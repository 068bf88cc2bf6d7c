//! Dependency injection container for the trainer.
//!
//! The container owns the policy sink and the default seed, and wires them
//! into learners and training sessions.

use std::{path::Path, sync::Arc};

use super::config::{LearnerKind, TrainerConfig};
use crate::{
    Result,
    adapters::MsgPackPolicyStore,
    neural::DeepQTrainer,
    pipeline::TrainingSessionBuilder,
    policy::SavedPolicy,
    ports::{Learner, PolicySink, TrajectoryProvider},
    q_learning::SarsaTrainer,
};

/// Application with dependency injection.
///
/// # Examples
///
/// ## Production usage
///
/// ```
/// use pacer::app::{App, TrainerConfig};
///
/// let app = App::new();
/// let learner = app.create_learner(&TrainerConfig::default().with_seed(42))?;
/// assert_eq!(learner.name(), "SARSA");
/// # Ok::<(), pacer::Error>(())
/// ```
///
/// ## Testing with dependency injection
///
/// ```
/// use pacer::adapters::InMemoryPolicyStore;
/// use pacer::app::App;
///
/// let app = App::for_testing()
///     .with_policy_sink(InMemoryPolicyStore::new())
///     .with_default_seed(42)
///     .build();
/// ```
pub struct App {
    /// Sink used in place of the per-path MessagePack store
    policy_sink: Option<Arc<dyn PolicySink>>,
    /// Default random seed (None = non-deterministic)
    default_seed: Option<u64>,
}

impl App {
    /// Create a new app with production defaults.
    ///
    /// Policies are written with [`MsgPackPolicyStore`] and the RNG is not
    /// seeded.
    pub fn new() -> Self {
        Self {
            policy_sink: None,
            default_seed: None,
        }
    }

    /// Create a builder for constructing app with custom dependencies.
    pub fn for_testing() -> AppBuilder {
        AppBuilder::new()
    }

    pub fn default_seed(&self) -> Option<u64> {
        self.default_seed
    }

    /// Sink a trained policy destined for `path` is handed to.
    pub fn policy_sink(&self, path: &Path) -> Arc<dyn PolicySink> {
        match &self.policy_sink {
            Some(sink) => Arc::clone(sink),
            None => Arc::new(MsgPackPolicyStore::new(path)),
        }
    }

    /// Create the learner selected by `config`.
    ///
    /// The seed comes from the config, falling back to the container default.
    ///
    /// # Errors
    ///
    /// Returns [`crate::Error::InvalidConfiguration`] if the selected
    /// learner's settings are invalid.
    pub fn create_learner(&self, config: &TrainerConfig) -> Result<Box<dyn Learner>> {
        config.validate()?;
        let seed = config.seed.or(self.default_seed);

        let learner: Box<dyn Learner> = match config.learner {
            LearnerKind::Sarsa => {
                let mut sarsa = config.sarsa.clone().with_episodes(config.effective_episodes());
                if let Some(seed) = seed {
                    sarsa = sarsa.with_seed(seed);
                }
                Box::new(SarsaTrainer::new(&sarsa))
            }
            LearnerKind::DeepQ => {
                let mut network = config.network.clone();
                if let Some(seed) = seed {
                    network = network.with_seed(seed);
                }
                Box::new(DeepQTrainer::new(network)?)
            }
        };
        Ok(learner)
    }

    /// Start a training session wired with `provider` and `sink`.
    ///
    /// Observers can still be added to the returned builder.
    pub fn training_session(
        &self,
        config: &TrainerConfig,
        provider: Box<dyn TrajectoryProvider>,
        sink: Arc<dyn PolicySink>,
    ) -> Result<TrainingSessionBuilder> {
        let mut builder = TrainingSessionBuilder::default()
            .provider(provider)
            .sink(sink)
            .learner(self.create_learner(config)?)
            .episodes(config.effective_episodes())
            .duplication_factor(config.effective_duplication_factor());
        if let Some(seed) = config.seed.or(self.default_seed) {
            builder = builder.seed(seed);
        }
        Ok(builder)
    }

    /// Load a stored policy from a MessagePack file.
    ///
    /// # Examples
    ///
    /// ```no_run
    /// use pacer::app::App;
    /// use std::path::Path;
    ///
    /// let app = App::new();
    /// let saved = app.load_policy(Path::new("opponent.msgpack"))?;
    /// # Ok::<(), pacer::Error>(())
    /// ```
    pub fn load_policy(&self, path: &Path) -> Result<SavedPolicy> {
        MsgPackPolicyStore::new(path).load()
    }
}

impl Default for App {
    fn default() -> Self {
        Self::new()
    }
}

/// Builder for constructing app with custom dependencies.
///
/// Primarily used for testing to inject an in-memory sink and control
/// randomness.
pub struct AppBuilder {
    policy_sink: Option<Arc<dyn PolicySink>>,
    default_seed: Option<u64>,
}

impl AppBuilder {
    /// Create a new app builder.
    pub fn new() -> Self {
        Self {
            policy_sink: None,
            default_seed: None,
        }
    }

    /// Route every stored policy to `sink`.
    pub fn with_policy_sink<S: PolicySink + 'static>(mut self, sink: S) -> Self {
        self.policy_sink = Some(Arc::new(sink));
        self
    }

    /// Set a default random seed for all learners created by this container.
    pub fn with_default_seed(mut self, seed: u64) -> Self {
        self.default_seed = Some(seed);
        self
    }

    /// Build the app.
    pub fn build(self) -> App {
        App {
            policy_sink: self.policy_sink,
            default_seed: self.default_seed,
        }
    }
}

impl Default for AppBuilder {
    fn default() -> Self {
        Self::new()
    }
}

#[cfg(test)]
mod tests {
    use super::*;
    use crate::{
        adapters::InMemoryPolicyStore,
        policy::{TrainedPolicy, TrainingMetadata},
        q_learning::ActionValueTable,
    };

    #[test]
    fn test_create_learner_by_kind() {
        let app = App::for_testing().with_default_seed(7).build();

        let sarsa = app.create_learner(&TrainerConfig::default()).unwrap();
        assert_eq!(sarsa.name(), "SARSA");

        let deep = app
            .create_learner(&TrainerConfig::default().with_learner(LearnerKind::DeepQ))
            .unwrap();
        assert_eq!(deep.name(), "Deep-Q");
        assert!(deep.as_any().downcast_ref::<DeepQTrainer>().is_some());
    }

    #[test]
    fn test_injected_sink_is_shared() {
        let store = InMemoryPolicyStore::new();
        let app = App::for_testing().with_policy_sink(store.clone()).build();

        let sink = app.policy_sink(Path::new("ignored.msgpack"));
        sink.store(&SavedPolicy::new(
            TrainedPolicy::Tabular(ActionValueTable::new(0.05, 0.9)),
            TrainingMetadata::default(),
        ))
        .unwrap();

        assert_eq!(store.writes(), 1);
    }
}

══════════════════════════════

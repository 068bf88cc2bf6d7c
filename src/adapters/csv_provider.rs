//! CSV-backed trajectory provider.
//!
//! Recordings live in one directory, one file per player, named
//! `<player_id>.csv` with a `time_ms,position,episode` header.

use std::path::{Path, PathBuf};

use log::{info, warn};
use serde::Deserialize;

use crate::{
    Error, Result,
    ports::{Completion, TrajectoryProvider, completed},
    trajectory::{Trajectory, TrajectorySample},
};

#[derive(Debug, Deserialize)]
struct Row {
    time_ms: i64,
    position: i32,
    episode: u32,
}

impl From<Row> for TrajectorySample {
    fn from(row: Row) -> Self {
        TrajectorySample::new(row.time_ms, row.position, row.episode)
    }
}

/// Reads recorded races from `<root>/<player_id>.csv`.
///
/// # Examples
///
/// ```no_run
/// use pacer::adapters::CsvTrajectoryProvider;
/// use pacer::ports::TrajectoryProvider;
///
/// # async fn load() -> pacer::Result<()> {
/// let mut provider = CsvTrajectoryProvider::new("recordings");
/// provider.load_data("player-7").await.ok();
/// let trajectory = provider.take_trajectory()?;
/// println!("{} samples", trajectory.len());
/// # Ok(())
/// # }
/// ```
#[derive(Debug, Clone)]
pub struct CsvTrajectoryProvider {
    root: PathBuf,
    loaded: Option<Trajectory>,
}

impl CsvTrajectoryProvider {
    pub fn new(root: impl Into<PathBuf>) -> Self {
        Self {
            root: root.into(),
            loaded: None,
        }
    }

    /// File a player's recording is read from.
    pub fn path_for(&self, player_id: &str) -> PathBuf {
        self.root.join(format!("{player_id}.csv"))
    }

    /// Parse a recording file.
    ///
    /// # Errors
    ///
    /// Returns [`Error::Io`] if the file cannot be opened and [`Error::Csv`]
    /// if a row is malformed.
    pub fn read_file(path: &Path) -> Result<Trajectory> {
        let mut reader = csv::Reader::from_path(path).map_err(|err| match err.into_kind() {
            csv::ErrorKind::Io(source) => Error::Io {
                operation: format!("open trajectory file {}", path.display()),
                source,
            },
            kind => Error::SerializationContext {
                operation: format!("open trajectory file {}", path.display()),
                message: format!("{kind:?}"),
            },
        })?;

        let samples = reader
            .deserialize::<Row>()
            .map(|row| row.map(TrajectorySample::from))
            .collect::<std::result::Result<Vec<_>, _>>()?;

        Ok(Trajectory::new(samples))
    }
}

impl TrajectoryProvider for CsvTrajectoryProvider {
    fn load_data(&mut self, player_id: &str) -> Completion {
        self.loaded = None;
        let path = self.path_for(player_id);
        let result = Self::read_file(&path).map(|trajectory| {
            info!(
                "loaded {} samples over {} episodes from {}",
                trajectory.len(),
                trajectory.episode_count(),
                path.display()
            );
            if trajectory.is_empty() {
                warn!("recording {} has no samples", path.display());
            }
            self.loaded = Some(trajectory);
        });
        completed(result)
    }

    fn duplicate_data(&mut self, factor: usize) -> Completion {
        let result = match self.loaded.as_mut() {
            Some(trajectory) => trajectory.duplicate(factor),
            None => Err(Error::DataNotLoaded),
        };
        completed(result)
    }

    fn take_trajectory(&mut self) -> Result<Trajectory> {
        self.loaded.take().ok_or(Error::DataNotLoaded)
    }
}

══════════════════════════════

[Exercise details]: Pull every line containing "Debug" out of the records.

[Your response]:
#[derive(Debug, Deserialize)]
#[derive(Debug, Clone)]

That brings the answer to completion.